▶ TASK INSTRUCTIONS: The line containing "impl std::fmt::Debug for" marks the start. Return it and every later line of the listing below exactly, ending with the last one.

====== SUPPLIED INFORMATION

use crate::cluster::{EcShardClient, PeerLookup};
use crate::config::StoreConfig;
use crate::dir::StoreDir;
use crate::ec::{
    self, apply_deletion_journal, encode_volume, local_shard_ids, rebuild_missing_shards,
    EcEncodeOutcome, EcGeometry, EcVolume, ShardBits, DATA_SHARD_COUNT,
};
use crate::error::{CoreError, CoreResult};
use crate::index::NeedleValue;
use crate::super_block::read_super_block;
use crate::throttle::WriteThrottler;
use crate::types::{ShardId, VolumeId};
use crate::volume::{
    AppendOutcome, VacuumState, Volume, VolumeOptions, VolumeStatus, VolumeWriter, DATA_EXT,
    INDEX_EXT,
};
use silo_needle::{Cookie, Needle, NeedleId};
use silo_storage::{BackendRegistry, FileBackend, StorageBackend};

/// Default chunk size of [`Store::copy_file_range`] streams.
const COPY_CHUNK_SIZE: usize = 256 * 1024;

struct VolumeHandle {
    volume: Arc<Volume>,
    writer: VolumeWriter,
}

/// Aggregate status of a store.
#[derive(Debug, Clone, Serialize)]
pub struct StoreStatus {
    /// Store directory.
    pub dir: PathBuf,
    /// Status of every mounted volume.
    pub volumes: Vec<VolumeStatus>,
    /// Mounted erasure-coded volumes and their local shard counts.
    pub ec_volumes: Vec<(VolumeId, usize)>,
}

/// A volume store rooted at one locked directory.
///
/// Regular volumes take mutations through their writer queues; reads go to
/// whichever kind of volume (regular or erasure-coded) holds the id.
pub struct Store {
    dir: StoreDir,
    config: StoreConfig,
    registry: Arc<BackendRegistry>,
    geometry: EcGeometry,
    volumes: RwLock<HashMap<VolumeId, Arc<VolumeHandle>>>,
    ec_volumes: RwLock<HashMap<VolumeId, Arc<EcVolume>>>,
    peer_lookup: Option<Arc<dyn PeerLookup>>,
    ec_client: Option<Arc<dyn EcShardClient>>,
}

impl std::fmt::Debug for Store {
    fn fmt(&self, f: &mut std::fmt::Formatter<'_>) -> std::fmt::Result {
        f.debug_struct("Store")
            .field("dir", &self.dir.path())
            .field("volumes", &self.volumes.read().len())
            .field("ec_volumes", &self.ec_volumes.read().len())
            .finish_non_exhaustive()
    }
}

============

▶ OUTPUT:
impl std::fmt::Debug for Store {
    fn fmt(&self, f: &mut std::fmt::Formatter<'_>) -> std::fmt::Result {
        f.debug_struct("Store")
            .field("dir", &self.dir.path())
            .field("volumes", &self.volumes.read().len())
            .field("ec_volumes", &self.ec_volumes.read().len())
            .finish_non_exhaustive()
    }
}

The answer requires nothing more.